Convictions

Joe Doakes from Como Park emails:

A colleague at work is a Liberal who buys into all the progressive talking points. I keep wanting to ask: “So, when’s your last day?”

Look, if you didn’t earn your job but instead it was handed to you on account of your race, then you don’t deserve to keep it. And in a country with such a shameful history of racial injustice, surely a person of conscience would have the self-dignity to resign so a less qualified but more morally deserving person have the job.

I’ll do you the courtesy of assuming you are an honorable person who has the courage of your convictions and will act on them. Because if not, then you’re just a hypocrite mouthing platitudes to signal your virtue while actively working against everything you claim to believe.

So, when’s your last day?

Conscience is so very very malleable these days…

9 thoughts on “Convictions

  1. some progressives I must unavoidably socialize with are big proponents of the “Native Americans are victims of racist genocide at the hands of white people who stole their land” narrative. I’ve been having great success with asking them if they are deeding their property back to one of the tribes when they die? I then go further and point out that they could deed their property back now with a lease provision that allows them to live out their life there before the Native Americans take full possession. My question is never answered in the affirmative and my proposal is never greeted with enthusiasm.

  2. Pig, whenever some leftist twaat tries to strap the “Indians were here first” twaddle on me, I agree; the Indians got fucked, big time and without the courtesy of a reach-around.

    They welcomed immigrants whose customs, culture, traditions and lifestyles were completely incompatable with a society of nomadic gatherer/hunters.

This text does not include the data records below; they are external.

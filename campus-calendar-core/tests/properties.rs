use campus_calendar_core::{
    Category, CategoryFilter, Direction, DisplayedMonth, Event, build_month_grid, days_in_month,
    first_weekday_of_month, navigate_month,
};
use chrono::{Duration, NaiveDate};
use proptest::prelude::*;

fn displayed_month() -> impl Strategy<Value = DisplayedMonth> {
    (1..=9999i32, 0..12u32).prop_map(|(year, month)| DisplayedMonth::new(year, month).unwrap())
}

fn category() -> impl Strategy<Value = Category> {
    prop::sample::select(Category::ALL.to_vec())
}

/// Events clustered around March 2024 so that most of them hit the grid.
fn events() -> impl Strategy<Value = Vec<Event>> {
    prop::collection::vec((0..60i64, 0..10i64, category()), 0..20).prop_map(|specs| {
        let base = NaiveDate::from_ymd_opt(2024, 2, 10).unwrap();
        specs
            .into_iter()
            .enumerate()
            .map(|(i, (offset, length, category))| {
                let start = base + Duration::days(offset);
                let end = start + Duration::days(length);
                Event::new(i.to_string(), format!("Event {i}"), start, end, category)
            })
            .collect()
    })
}

proptest! {
    #[test]
    fn grid_length_is_blanks_plus_days(month in displayed_month()) {
        let (year, index) = (month.year(), month.month());
        let grid = build_month_grid(&[], year, index, CategoryFilter::All).unwrap();
        let expected =
            first_weekday_of_month(year, index).unwrap() + days_in_month(year, index).unwrap();

        prop_assert_eq!(grid.len(), expected as usize);
        prop_assert_eq!(
            grid.cells().iter().take_while(|cell| cell.is_blank()).count(),
            first_weekday_of_month(year, index).unwrap() as usize
        );
    }

    #[test]
    fn navigation_round_trips(month in displayed_month()) {
        let forward = navigate_month(month, Direction::Next);
        prop_assert_eq!(navigate_month(forward, Direction::Previous), month);

        let back = navigate_month(month, Direction::Previous);
        prop_assert_eq!(navigate_month(back, Direction::Next), month);
    }

    #[test]
    fn all_filter_is_union_of_category_partition(events in events(), offset in 0..3u32) {
        let month = DisplayedMonth::new(2024, 1).unwrap().step(Direction::Next, offset);
        let grid_for =
            |filter| build_month_grid(&events, month.year(), month.month(), filter).unwrap();
        let all = grid_for(CategoryFilter::All);

        let per_category: Vec<_> = Category::ALL
            .iter()
            .map(|c| grid_for(CategoryFilter::Only(*c)))
            .collect();

        for (i, cell) in all.cells().iter().enumerate() {
            let mut expected: Vec<&str> = cell.events().iter().map(|e| e.id.as_str()).collect();
            let mut union: Vec<&str> = per_category
                .iter()
                .flat_map(|grid| grid.cells()[i].events().iter().map(|e| e.id.as_str()))
                .collect();

            expected.sort_unstable();
            union.sort_unstable();
            prop_assert_eq!(union, expected);
        }
    }
}
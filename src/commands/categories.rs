use campus_calendar_core::Taxonomy;
use owo_colors::OwoColorize;

use crate::render::swatch;

pub fn run(taxonomy: &Taxonomy) {
    for info in taxonomy.entries() {
        println!(
            "{} {:<14} {}",
            swatch(&info.color),
            info.name,
            format!("{} {}", info.value, info.color).dimmed()
        );
    }
}
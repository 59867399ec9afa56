//! Month grid computation.
//!
//! A grid is `first_weekday` blank cells followed by one cell per day of the
//! month, ready to be laid out left-to-right in 7 columns. Each day cell
//! borrows the events active on that day, in source order.

use chrono::NaiveDate;

use crate::category::CategoryFilter;
use crate::error::CalendarResult;
use crate::event::Event;
use crate::month::DisplayedMonth;

/// Every event whose inclusive `[start_date, end_date]` contains `date`,
/// in input order.
pub fn events_overlapping_date<'a, I>(events: I, date: NaiveDate) -> Vec<&'a Event>
where
    I: IntoIterator<Item = &'a Event>,
{
    events
        .into_iter()
        .filter(|event| event.is_active_on(date))
        .collect()
}

/// Events whose category passes `filter`, in input order.
pub fn filter_by_category(events: &[Event], filter: CategoryFilter) -> Vec<&Event> {
    events
        .iter()
        .filter(|event| filter.matches(event.category))
        .collect()
}

/// Build the grid for the zero-based `month` of `year`.
pub fn build_month_grid(
    events: &[Event],
    year: i32,
    month: u32,
    filter: CategoryFilter,
) -> CalendarResult<MonthGrid<'_>> {
    let displayed = DisplayedMonth::new(year, month)?;
    Ok(MonthGrid::build(events, displayed, filter))
}

/// One position in the month grid.
#[derive(Debug, Clone, PartialEq, Eq)]
pub enum DayCell<'a> {
    /// Padding before the first of the month
    Blank,
    Day {
        day: u32,
        date: NaiveDate,
        events: Vec<&'a Event>,
    },
}

impl<'a> DayCell<'a> {
    pub fn is_blank(&self) -> bool {
        matches!(self, DayCell::Blank)
    }

    pub fn day_number(&self) -> Option<u32> {
        match self {
            DayCell::Blank => None,
            DayCell::Day { day, .. } => Some(*day),
        }
    }

    pub fn date(&self) -> Option<NaiveDate> {
        match self {
            DayCell::Blank => None,
            DayCell::Day { date, .. } => Some(*date),
        }
    }

    pub fn events(&self) -> &[&'a Event] {
        match self {
            DayCell::Blank => &[],
            DayCell::Day { events, .. } => events,
        }
    }

    /// The first `limit` events and how many more are hidden.
    pub fn preview(&self, limit: usize) -> (&[&'a Event], usize) {
        let events = self.events();
        let shown = events.len().min(limit);
        (&events[..shown], events.len() - shown)
    }
}

/// Render-ready grid for one displayed month.
#[derive(Debug, Clone, PartialEq, Eq)]
pub struct MonthGrid<'a> {
    month: DisplayedMonth,
    filter: CategoryFilter,
    cells: Vec<DayCell<'a>>,
}

impl<'a> MonthGrid<'a> {
    pub fn build(events: &'a [Event], month: DisplayedMonth, filter: CategoryFilter) -> Self {
        let filtered = filter_by_category(events, filter);
        let leading = month.first_weekday() as usize;
        let days = month.days();

        let mut cells = Vec::with_capacity(leading + days as usize);
        cells.extend(std::iter::repeat_with(|| DayCell::Blank).take(leading));

        for (day, date) in (1..=days).filter_map(|d| month.day(d).map(|date| (d, date))) {
            cells.push(DayCell::Day {
                day,
                date,
                events: events_overlapping_date(filtered.iter().copied(), date),
            });
        }

        tracing::trace!(
            month = %month,
            filter = %filter,
            events = filtered.len(),
            cells = cells.len(),
            "Built month grid"
        );

        MonthGrid {
            month,
            filter,
            cells,
        }
    }

    pub fn month(&self) -> DisplayedMonth {
        self.month
    }

    pub fn filter(&self) -> CategoryFilter {
        self.filter
    }

    pub fn cells(&self) -> &[DayCell<'a>] {
        &self.cells
    }

    pub fn into_cells(self) -> Vec<DayCell<'a>> {
        self.cells
    }

    pub fn len(&self) -> usize {
        self.cells.len()
    }

    pub fn is_empty(&self) -> bool {
        self.cells.is_empty()
    }

    /// Rows of 7 cells; the last row may be shorter.
    pub fn weeks(&self) -> impl Iterator<Item = &[DayCell<'a>]> {
        self.cells.chunks(7)
    }

    pub fn cell_for(&self, date: NaiveDate) -> Option<&DayCell<'a>> {
        self.cells.iter().find(|cell| cell.date() == Some(date))
    }

    /// Day cells only, skipping the leading blanks.
    pub fn days(&self) -> impl Iterator<Item = &DayCell<'a>> {
        self.cells.iter().filter(|cell| !cell.is_blank())
    }
}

    They paid for muh diversity with everything they had. If the could have a do over, with the advantage of hindsight, they’d have defended their borders, probably.

  3. You know, that “Indians were here first” thing is a big so-what. There is serious research that the Indians were not here first and that they may have killed and or interbred with the preexisting inhabitants.

    Regardless, the Indians occupied both continents as a number of tribes that exhibited all the expected activities of tribes. Some were warlike, some not, some tribes hated each other, some were allies, some were violent and bloodthirsty (Aztecs), some were not, some grew into huge cultures (Mississippians, I think), some were wiped out… the point being these are not some mythical wonder people that only wanted to live in peace and maintain the Earth as pristine as possible (they ran herds of buffalo off cliffs, for chrissakes).

    And for all they did and invented (not much), when they encountered the Europeans, the deficiencies of their cultures were made manifest. In short, the Euros, as just another tribe, beat the Indians in ways the Indians had never encountered before. They lost big time and apparently in losing became better people… geez, it sounds like NeverTrumpers.

    Heh.

  4. big proponents of the “Native Americans are victims of racist genocide at the hands of white people who stole their land” narrative.

    While I don’t doubt atrocities were committed against the Indians, it wasn’t like the conflict was one-sided: My ancestry includes a relative who was kidnapped at age 12 by some “peaceful” Indians while picking beans with his mother. His mother was killed, as was his infant baby brother, who was smacked against some boulders because he cried. He was raised by the Indians and reunited with his older brother 22 years later. I like to bring that up with my leftist colleagues who believe that all tribes were peaceful, and watch them backpedal and sputter. I once angered an acquaintance when I stated that if you go far enough back in anyone’s family tree, you will find both “oppressors” and the “oppressed”.

    The victim mentality stems from incomplete historical research. It also always applies contemporary values to people living in a different time. Who knows how we’ll be judged by our descendents 50-100 years from now?

  5. Ha! Funny how that works, isn’t it, Ian?

    I have said the same things to my liberal friends. And, they really lose it when I state; “if your ancestors came to this country before 1920, at least one of them has likely committed an atrocity.”

  6. Regarding warfare going both ways, I had the privilege of going to a conference with a group of young men from the Crow reservation back around 1993, and one thing that struck me is how many of them had blue eyes. I asked their pastor about that, and he looked at me incredulously and said something to the effect of “you know about kidnapping, right?” I had to admit that, despite a lifelong interest in history, that was something I didn’t know.

    And somehow this comes to mind….along with Walter Williams’ declaration of forgiveness for the wrongs of the past.

    https://www.youtube.com/watch?v=aIlJ8ZCs4jY

  7. When they complain about the American Indians, I always point out “see what can happen with unrestricted immigration”? Silence.

  8. and one thing that struck me is how many of them had blue eyes. I asked their pastor about that, and he looked at me incredulously and said something to the effect of “you know about kidnapping, right?”

    Wouldn’t it be ironic if Sen. Warren’s 1/1024th Indian ancestry came from a kidnapped ancestor? Wonder how the Dems would spin that?

    Never mind, the media would quietly bury an inconvenient facts like those.